____ Working data

//! Publish/subscribe interface step definitions.

use std::sync::Arc;
use std::time::Duration;

use cucumber::{given, then, when, World};
use futures::StreamExt;
use pubsub_core::bus::mock::{BusCall, BusOperation};
use pubsub_core::bus::MockEventBus;
use pubsub_core::{
    until_cancelled, ErrorKind, Event, EventBusPublisher, EventBusSubscriber, EventMessage,
    EventStream, Header, PubSubError, Publisher, Subscriber, SubscriberSettings,
};
use tokio_util::sync::CancellationToken;

use crate::backend::{create_bus, BusUnderTest};

/// How long a stream step waits for the next event.
const STREAM_WAIT: Duration = Duration::from_secs(2);

/// Test context for publish/subscribe scenarios.
#[derive(World)]
#[world(init = Self::new)]
pub struct PubSubWorld {
    mock: Arc<MockEventBus>,
    backend: Option<BusUnderTest>,
    subscriber: Option<Subscriber>,
    stream: Option<EventStream>,
    pulled: Vec<Event>,
    streamed: Vec<Event>,
    last_error: Option<PubSubError>,
}

impl std::fmt::Debug for PubSubWorld {
    fn fmt(&self, f: &mut std::fmt::Formatter<'_>) -> std::fmt::Result {
        f.debug_struct("PubSubWorld")
            .field("backend", &self.backend.is_some())
            .field("channel", &self.subscriber.as_ref().and_then(|s| s.channel()))
            .field("stream_open", &self.stream.is_some())
            .field("pulled", &self.pulled.len())
            .field("streamed", &self.streamed.len())
            .field("last_error", &self.last_error)
            .finish()
    }
}

impl PubSubWorld {
    fn new() -> Self {
        Self {
            mock: Arc::new(MockEventBus::new()),
            backend: None,
            subscriber: None,
            stream: None,
            pulled: Vec::new(),
            streamed: Vec::new(),
            last_error: None,
        }
    }

    fn make_event(id: &str) -> Event {
        Event::new(
            Header::new(id, "loans", "orders", "0.1.0", "core-app"),
            br#"{"a":1}"#.to_vec(),
        )
    }

    fn publisher_bus(&self) -> Arc<dyn EventBusPublisher> {
        match &self.backend {
            Some(backend) => backend.publisher.clone(),
            None => self.mock.clone(),
        }
    }

    fn subscriber_bus(&self) -> Arc<dyn EventBusSubscriber> {
        match &self.backend {
            Some(backend) => backend.subscriber.clone(),
            None => self.mock.clone(),
        }
    }

    fn new_subscriber(&self, messages_per_pull: usize) -> Subscriber {
        Subscriber::new(SubscriberSettings {
            event_bus: self.subscriber_bus(),
            messages_per_pull,
        })
    }

    fn subscriber(&self) -> &Subscriber {
        self.subscriber.as_ref().expect("No subscriber")
    }

    fn record<T>(&mut self, result: Result<T, PubSubError>) -> Option<T> {
        match result {
            Ok(value) => {
                self.last_error = None;
                Some(value)
            }
            Err(e) => {
                self.last_error = Some(e);
                None
            }
        }
    }

    fn parse_operation(operation: &str) -> BusOperation {
        match operation {
            "publish" => BusOperation::Publish,
            "subscribe" => BusOperation::Subscribe,
            "pull" => BusOperation::Pull,
            "stream" => BusOperation::Stream,
            "acknowledge" => BusOperation::Acknowledge,
            other => panic!("Unknown bus operation: {other}"),
        }
    }

    async fn open_stream(&mut self) {
        let stream = self.subscriber().stream().await;
        self.stream = self.record(stream);
    }

    async fn consume_stream(&mut self, cancel_after: Option<usize>) {
        if self.stream.is_none() {
            self.open_stream().await;
        }
        let Some(stream) = self.stream.take() else {
            return;
        };

        let cancel = CancellationToken::new();
        let mut stream = until_cancelled(stream, cancel.clone());
        while let Some(event) = tokio::time::timeout(STREAM_WAIT, stream.next())
            .await
            .expect("Timed out waiting for stream")
        {
            self.streamed.push(event);
            if cancel_after == Some(self.streamed.len()) {
                cancel.cancel();
            }
        }
    }
}

// ==========================================================================
// Background
// ==========================================================================

#[given("a mock event bus")]
async fn given_mock_bus(_world: &mut PubSubWorld) {
    // Mock is initialized via World::new
}

#[given("the configured event bus")]
async fn given_configured_bus(world: &mut PubSubWorld) {
    world.backend = Some(create_bus());
}

#[given(expr = "the bus fails {string} with {string}")]
async fn given_bus_fails(world: &mut PubSubWorld, operation: String, message: String) {
    world
        .mock
        .fail_on(PubSubWorld::parse_operation(&operation), message)
        .await;
}

#[given(expr = "the bus holds event {string} with message id {string}")]
async fn given_bus_holds_event(world: &mut PubSubWorld, id: String, message_id: String) {
    let event = PubSubWorld::make_event(&id).delivered(message_id);
    world.mock.load_events(vec![event]).await;
}

#[given(expr = "a subscriber pulling {int} message(s) per pull")]
async fn given_subscriber(world: &mut PubSubWorld, messages_per_pull: usize) {
    world.subscriber = Some(world.new_subscriber(messages_per_pull));
}

#[given(expr = "a subscriber bound to channel {string}")]
async fn given_bound_subscriber(world: &mut PubSubWorld, channel: String) {
    let mut subscriber = world.new_subscriber(10);
    subscriber
        .subscribe(&channel)
        .await
        .expect("Failed to bind subscriber");
    world.subscriber = Some(subscriber);
}

// ==========================================================================
// Publisher
// ==========================================================================

#[when(expr = "I publish event {string} to channel {string}")]
async fn when_publish(world: &mut PubSubWorld, id: String, channel: String) {
    let publisher = Publisher::new(world.publisher_bus());
    let message = EventMessage::new(channel, PubSubWorld::make_event(&id));
    let result = publisher.publish(&message).await;
    world.record(result);
}

#[when(expr = "{int} events are published to channel {string}")]
async fn when_events_published(world: &mut PubSubWorld, count: usize, channel: String) {
    let publisher = Publisher::new(world.publisher_bus());
    for i in 1..=count {
        let message = EventMessage::new(&channel, PubSubWorld::make_event(&format!("evt-{i}")));
        publisher.publish(&message).await.expect("Publish failed");
    }
}

#[when("the bus is closed")]
async fn when_bus_closed(world: &mut PubSubWorld) {
    world.backend.as_ref().expect("No bus backend").close();
}

// ==========================================================================
// Subscriber
// ==========================================================================

#[when(expr = "I subscribe to channel {string}")]
async fn when_subscribe(world: &mut PubSubWorld, channel: String) {
    let subscriber = world.subscriber.as_mut().expect("No subscriber");
    let result = subscriber.subscribe(&channel).await;
    world.record(result);
}

#[when("I pull")]
async fn when_pull(world: &mut PubSubWorld) {
    let result = world.subscriber().pull().await;
    if let Some(events) = world.record(result) {
        world.pulled = events;
    }
}

#[when(expr = "I acknowledge message {string}")]
async fn when_acknowledge(world: &mut PubSubWorld, message_id: String) {
    let result = world.subscriber().acknowledge(&message_id).await;
    world.record(result);
}

#[when(expr = "I invoke {string}")]
async fn when_invoke(world: &mut PubSubWorld, operation: String) {
    match operation.as_str() {
        "pull" => {
            let result = world.subscriber().pull().await;
            world.record(result);
        }
        "stream" => {
            let result = world.subscriber().stream().await;
            world.record(result);
        }
        "acknowledge" => {
            let result = world.subscriber().acknowledge("42").await;
            world.record(result);
        }
        other => panic!("Cannot invoke {other}"),
    }
}

#[when("I open the stream")]
async fn when_open_stream(world: &mut PubSubWorld) {
    world.open_stream().await;
}

#[when("I consume the stream")]
async fn when_consume_stream(world: &mut PubSubWorld) {
    world.consume_stream(None).await;
}

#[when(expr = "I consume the stream and cancel after {int} events")]
async fn when_consume_stream_and_cancel(world: &mut PubSubWorld, count: usize) {
    world.consume_stream(Some(count)).await;
}

// ==========================================================================
// Assertions
// ==========================================================================

#[then("the operation should succeed")]
async fn then_succeeds(world: &mut PubSubWorld) {
    assert!(
        world.last_error.is_none(),
        "Unexpected error: {:?}",
        world.last_error
    );
}

#[then(expr = "the error should be {string}")]
async fn then_error_is(world: &mut PubSubWorld, expected: String) {
    let err = world.last_error.as_ref().expect("Expected an error");
    assert_eq!(err.to_string(), expected);
}

#[then(expr = "the error kind should be {string}")]
async fn then_error_kind(world: &mut PubSubWorld, kind: String) {
    let expected = match kind.as_str() {
        "configuration" => ErrorKind::Configuration,
        "transport" => ErrorKind::Transport,
        "stream not ready" => ErrorKind::StreamNotReady,
        other => panic!("Unknown error kind: {other}"),
    };
    let err = world.last_error.as_ref().expect("Expected an error");
    assert_eq!(err.kind(), expected);
}

#[then(expr = "the bus should have received event {string} on channel {string}")]
async fn then_bus_received(world: &mut PubSubWorld, id: String, channel: String) {
    let published = world.mock.published().await;
    assert_eq!(published, vec![(channel, PubSubWorld::make_event(&id))]);
}

#[then(expr = "the bus should have received {int} identical publish calls")]
async fn then_identical_publishes(world: &mut PubSubWorld, count: usize) {
    let published = world.mock.published().await;
    assert_eq!(published.len(), count);
    assert!(published.windows(2).all(|pair| pair[0] == pair[1]));
}

#[then("the bus should have received no calls")]
async fn then_no_calls(world: &mut PubSubWorld) {
    assert_eq!(world.mock.call_count().await, 0);
}

#[then(expr = "the bus should have been asked for {int} message(s) per pull")]
async fn then_pull_size(world: &mut PubSubWorld, max_messages: usize) {
    let calls = world.mock.calls().await;
    assert!(calls.contains(&BusCall::Pull { max_messages }));
}

#[then("the subscriber should be unbound")]
async fn then_unbound(world: &mut PubSubWorld) {
    assert_eq!(world.subscriber().channel(), None);
}

#[then(expr = "the subscriber should be bound to {string}")]
async fn then_bound_to(world: &mut PubSubWorld, channel: String) {
    assert_eq!(world.subscriber().channel(), Some(channel.as_str()));
}

#[then(expr = "{int} event(s) should be pulled")]
async fn then_pulled_count(world: &mut PubSubWorld, count: usize) {
    assert_eq!(world.pulled.len(), count);
}

#[then(expr = "pulled event {int} should have message id {string}")]
async fn then_pulled_message_id(world: &mut PubSubWorld, index: usize, message_id: String) {
    let event = &world.pulled[index - 1];
    assert_eq!(event.message_id(), Some(message_id.as_str()));
}

#[then(expr = "{int} events should have been streamed in publish order")]
async fn then_streamed_in_order(world: &mut PubSubWorld, count: usize) {
    let ids: Vec<&str> = world.streamed.iter().map(|e| e.header().id()).collect();
    let expected: Vec<String> = (1..=count).map(|i| format!("evt-{i}")).collect();
    assert_eq!(ids, expected.iter().map(String::as_str).collect::<Vec<_>>());
}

________

▶ [Your goal]:
Report each line in the entries where the string "BusCall" occurs.

▶ [Answer to this exercise]:
use pubsub_core::bus::mock::{BusCall, BusOperation};
    assert!(calls.contains(&BusCall::Pull { max_messages }));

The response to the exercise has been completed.